• _What is needed_
From the records, return each line that has the word "impl" in it.

(Collected data)

__________________________________________________

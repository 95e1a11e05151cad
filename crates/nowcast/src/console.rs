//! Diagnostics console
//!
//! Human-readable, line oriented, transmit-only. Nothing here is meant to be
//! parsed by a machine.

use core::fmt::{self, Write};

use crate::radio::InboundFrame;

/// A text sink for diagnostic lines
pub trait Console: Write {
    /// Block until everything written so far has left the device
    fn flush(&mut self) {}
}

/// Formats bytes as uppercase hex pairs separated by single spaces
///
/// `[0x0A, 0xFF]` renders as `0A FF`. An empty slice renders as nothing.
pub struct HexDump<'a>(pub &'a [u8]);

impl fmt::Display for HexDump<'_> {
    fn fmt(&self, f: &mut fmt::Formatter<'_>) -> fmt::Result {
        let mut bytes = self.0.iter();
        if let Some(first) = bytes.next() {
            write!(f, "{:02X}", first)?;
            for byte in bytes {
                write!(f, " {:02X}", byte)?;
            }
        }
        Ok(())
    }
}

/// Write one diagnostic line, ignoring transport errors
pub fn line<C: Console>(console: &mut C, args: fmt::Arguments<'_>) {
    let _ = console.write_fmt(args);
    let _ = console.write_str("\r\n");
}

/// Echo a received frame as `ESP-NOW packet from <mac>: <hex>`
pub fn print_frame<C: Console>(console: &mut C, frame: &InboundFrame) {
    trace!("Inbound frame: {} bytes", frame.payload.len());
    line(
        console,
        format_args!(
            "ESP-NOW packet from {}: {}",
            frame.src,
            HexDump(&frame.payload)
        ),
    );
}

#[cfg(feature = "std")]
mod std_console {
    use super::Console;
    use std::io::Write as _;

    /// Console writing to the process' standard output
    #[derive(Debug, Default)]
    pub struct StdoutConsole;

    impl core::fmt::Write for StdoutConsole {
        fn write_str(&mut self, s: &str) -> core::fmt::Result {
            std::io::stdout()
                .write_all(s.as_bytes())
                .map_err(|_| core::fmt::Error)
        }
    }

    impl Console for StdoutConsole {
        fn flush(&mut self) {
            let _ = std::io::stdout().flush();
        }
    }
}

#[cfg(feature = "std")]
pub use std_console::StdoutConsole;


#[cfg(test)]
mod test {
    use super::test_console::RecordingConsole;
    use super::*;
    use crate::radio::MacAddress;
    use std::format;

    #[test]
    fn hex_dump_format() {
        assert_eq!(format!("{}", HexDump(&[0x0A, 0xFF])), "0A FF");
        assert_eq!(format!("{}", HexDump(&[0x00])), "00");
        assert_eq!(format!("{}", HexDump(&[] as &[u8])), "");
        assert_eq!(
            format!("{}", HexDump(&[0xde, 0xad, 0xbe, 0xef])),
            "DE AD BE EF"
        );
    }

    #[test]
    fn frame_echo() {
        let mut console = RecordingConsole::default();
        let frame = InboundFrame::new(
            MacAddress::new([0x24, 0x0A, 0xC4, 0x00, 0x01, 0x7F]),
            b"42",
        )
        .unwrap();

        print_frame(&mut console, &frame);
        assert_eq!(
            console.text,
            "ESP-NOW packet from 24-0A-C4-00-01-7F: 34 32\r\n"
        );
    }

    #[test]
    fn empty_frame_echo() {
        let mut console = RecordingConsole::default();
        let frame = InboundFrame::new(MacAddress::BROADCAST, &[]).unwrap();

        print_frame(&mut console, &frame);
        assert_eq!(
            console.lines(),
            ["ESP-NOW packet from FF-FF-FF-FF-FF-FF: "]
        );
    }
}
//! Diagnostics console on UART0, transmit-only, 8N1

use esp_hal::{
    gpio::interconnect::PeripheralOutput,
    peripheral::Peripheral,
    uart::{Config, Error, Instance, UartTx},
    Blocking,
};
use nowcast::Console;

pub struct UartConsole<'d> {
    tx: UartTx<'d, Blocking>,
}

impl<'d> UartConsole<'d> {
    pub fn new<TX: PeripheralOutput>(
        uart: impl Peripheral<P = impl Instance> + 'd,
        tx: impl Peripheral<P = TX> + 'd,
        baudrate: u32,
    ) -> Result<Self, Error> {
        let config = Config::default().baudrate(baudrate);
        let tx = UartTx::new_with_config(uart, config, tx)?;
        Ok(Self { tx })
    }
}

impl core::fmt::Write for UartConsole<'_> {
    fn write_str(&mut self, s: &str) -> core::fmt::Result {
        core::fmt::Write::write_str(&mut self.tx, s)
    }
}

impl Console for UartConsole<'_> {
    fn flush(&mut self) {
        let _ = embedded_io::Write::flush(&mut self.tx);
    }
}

__________________________________________________

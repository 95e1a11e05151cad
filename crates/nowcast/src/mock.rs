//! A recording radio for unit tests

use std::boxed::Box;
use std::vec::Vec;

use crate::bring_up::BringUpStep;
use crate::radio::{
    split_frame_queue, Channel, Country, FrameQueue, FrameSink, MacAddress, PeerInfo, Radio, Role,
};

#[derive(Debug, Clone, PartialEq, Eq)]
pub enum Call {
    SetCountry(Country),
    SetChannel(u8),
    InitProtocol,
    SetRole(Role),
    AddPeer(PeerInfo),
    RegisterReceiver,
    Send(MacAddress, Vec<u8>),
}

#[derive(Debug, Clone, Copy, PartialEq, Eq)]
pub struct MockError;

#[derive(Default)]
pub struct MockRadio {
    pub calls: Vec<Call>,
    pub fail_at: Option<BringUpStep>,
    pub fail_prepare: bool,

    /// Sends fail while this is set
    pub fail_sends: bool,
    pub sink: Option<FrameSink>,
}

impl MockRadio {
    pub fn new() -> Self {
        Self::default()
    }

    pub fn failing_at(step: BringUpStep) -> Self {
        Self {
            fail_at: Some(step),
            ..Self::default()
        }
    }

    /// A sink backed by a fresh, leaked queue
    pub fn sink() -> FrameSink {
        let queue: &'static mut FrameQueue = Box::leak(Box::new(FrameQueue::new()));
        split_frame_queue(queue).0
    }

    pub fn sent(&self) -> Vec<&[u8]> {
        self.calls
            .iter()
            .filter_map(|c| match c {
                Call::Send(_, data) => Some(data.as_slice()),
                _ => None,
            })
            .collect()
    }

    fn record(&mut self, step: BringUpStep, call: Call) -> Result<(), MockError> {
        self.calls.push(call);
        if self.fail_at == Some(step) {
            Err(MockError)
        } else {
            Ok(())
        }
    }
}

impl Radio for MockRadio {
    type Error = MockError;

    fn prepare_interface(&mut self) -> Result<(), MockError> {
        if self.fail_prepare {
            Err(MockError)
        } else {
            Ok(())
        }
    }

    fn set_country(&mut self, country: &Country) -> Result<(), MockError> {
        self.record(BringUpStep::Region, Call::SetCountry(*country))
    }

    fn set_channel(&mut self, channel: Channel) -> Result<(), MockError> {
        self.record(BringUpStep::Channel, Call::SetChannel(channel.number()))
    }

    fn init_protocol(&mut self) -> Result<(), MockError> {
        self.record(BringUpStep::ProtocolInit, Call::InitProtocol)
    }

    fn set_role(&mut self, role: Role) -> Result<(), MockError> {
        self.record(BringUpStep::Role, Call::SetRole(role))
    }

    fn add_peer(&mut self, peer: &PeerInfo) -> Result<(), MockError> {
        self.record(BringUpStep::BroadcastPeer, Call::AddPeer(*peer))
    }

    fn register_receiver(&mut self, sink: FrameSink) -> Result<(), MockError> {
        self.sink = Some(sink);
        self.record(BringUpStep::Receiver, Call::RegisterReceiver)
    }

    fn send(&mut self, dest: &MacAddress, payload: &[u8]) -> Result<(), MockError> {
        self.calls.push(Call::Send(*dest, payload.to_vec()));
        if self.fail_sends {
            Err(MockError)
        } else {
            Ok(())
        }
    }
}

__________________________________________________

• _Response_
impl fmt::Display for HexDump<'_> {
    impl core::fmt::Write for StdoutConsole {
    impl Console for StdoutConsole {
impl<'d> UartConsole<'d> {
        uart: impl Peripheral<P = impl Instance> + 'd,
        tx: impl Peripheral<P = TX> + 'd,
impl core::fmt::Write for UartConsole<'_> {
impl Console for UartConsole<'_> {
impl MockRadio {
impl Radio for MockRadio {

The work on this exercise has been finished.